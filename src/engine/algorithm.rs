//! Algorithm contract.
//!
//! An **algorithm** is the unit of logic the dispatcher replicates across
//! work units. Each instance owns `Batch::LANES` work units of private state
//! and is driven through a fixed schedule of steps.
//!
//! ## What an implementor declares
//!
//! - the batch type its partial results are expressed in,
//! - the shared run state every instance can read,
//! - the per-thread accumulator (running statistics shared by the instances
//!   of one thread, never across threads),
//! - the multi-field aggregate used by multi-field folds (`()` if none),
//! - the schedule: one [`Policy`] per step index in `[0, MAX_STEP]`.
//!
//! ## Lifecycle
//!
//! 1. `Default::default()` on the worker thread that will own the instance.
//! 2. [`Algorithm::init`] exactly once, with the shared state and the
//!    thread's accumulator.
//! 3. [`Algorithm::step`] once per invocation until the thread halts.
//!
//! ## Primary variant
//!
//! The dispatcher accepts a second algorithm type for the single *primary*
//! instance living on the coordinator thread. It must agree on every
//! associated type and on the schedule (enforced at compile time), but may
//! carry extra logic, e.g. writing run-wide outputs in a `Singlethreaded`
//! step.
//!
//! On `Parallel` steps the primary must return the same result shape as the
//! generic instances (a fold-shaped result where they fold, a plain control
//! code where they don't). The shape decides whether a thread enters the
//! barrier, so a primary returning `Fold` while the slaves return `Control`
//! parks the coordinator in a rendezvous nobody else joins, and the run
//! hangs.

use std::sync::Arc;

use crate::engine::batch::Batch;
use crate::engine::step::{MultiField, StepResult};
use crate::engine::types::{Policy, StepTag};

/// Result type of [`Algorithm::step`] for algorithm `A`.
pub type Outcome<A> = StepResult<
    <A as Algorithm>::Batch,
    <A as Algorithm>::Fields,
    <A as Algorithm>::Shared,
>;

/// Scalar produced by folding algorithm `A`'s batch.
pub type ScalarOf<A> = <<A as Algorithm>::Batch as Batch>::Scalar;

/// Reduced form of algorithm `A`'s multi-field aggregate.
pub type ReducedOf<A> = <<A as Algorithm>::Fields as MultiField<<A as Algorithm>::Batch>>::Reduced;

/// Step-driven data-parallel algorithm.
pub trait Algorithm: Default + 'static {
    /// Batch used for fold-shaped partial results.
    type Batch: Batch;

    /// Run-wide state shared by every instance on every thread.
    type Shared: Default + Send + Sync + 'static;

    /// Per-thread running state shared by the instances of one thread.
    type Accumulator: Default;

    /// Aggregate for multi-field folds; `()` when unused.
    type Fields: MultiField<Self::Batch>;

    /// Synchronization policy of every step, indexed by step.
    const SCHEDULE: &'static [Policy];

    /// Highest valid step index.
    const MAX_STEP: usize = Self::SCHEDULE.len() - 1;

    /// One-time initialization before the first step.
    fn init(&mut self, shared: &Arc<Self::Shared>, acc: &mut Self::Accumulator);

    /// Executes one step.
    fn step(&mut self, tag: StepTag, acc: &mut Self::Accumulator) -> Outcome<Self>;
}
//! # Engine Module
//!
//! Internal step-harness implementation.
//!
//! This module contains all core building blocks such as:
//! - Step vocabulary and policies
//! - Batches and step result shapes
//! - The two-phase barrier and partial exchange
//! - Worker sets, step handlers and the dispatcher
//! - Per-thread running statistics
//!
//! Public API exposure is controlled by `lib.rs`.

pub mod types;
pub mod error;
pub mod config;
pub mod batch;
pub mod step;
pub mod algorithm;
pub mod barrier;
pub mod exchange;
pub mod worker;
pub mod scheduler;
pub mod dispatcher;
pub mod reduce;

☆ ☆ ☆ ☆ ☆

• **EXERCISE BRIEF**
Every entry above needs to be quoted exactly.

• **ANSWER FOR THE TASK**
filename src/engine/algorithm.rs
//! Algorithm contract.
//!
//! An **algorithm** is the unit of logic the dispatcher replicates across
//! work units. Each instance owns `Batch::LANES` work units of private state
//! and is driven through a fixed schedule of steps.
//!
//! ## What an implementor declares
//!
//! - the batch type its partial results are expressed in,
//! - the shared run state every instance can read,
//! - the per-thread accumulator (running statistics shared by the instances
//!   of one thread, never across threads),
//! - the multi-field aggregate used by multi-field folds (`()` if none),
//! - the schedule: one [`Policy`] per step index in `[0, MAX_STEP]`.
//!
//! ## Lifecycle
//!
//! 1. `Default::default()` on the worker thread that will own the instance.
//! 2. [`Algorithm::init`] exactly once, with the shared state and the
//!    thread's accumulator.
//! 3. [`Algorithm::step`] once per invocation until the thread halts.
//!
//! ## Primary variant
//!
//! The dispatcher accepts a second algorithm type for the single *primary*
//! instance living on the coordinator thread. It must agree on every
//! associated type and on the schedule (enforced at compile time), but may
//! carry extra logic, e.g. writing run-wide outputs in a `Singlethreaded`
//! step.
//!
//! On `Parallel` steps the primary must return the same result shape as the
//! generic instances (a fold-shaped result where they fold, a plain control
//! code where they don't). The shape decides whether a thread enters the
//! barrier, so a primary returning `Fold` while the slaves return `Control`
//! parks the coordinator in a rendezvous nobody else joins, and the run
//! hangs.

use std::sync::Arc;

use crate::engine::batch::Batch;
use crate::engine::step::{MultiField, StepResult};
use crate::engine::types::{Policy, StepTag};

/// Result type of [`Algorithm::step`] for algorithm `A`.
pub type Outcome<A> = StepResult<
    <A as Algorithm>::Batch,
    <A as Algorithm>::Fields,
    <A as Algorithm>::Shared,
>;

/// Scalar produced by folding algorithm `A`'s batch.
pub type ScalarOf<A> = <<A as Algorithm>::Batch as Batch>::Scalar;

/// Reduced form of algorithm `A`'s multi-field aggregate.
pub type ReducedOf<A> = <<A as Algorithm>::Fields as MultiField<<A as Algorithm>::Batch>>::Reduced;

/// Step-driven data-parallel algorithm.
pub trait Algorithm: Default + 'static {
    /// Batch used for fold-shaped partial results.
    type Batch: Batch;

    /// Run-wide state shared by every instance on every thread.
    type Shared: Default + Send + Sync + 'static;

    /// Per-thread running state shared by the instances of one thread.
    type Accumulator: Default;

    /// Aggregate for multi-field folds; `()` when unused.
    type Fields: MultiField<Self::Batch>;

    /// Synchronization policy of every step, indexed by step.
    const SCHEDULE: &'static [Policy];

    /// Highest valid step index.
    const MAX_STEP: usize = Self::SCHEDULE.len() - 1;

    /// One-time initialization before the first step.
    fn init(&mut self, shared: &Arc<Self::Shared>, acc: &mut Self::Accumulator);

    /// Executes one step.
    fn step(&mut self, tag: StepTag, acc: &mut Self::Accumulator) -> Outcome<Self>;
}
//! # Engine Module
//!
//! Internal step-harness implementation.
//!
//! This module contains all core building blocks such as:
//! - Step vocabulary and policies
//! - Batches and step result shapes
//! - The two-phase barrier and partial exchange
//! - Worker sets, step handlers and the dispatcher
//! - Per-thread running statistics
//!
//! Public API exposure is controlled by `lib.rs`.

pub mod types;
pub mod error;
pub mod config;
pub mod batch;
pub mod step;
pub mod algorithm;
pub mod barrier;
pub mod exchange;
pub mod worker;
pub mod scheduler;
pub mod dispatcher;
pub mod reduce;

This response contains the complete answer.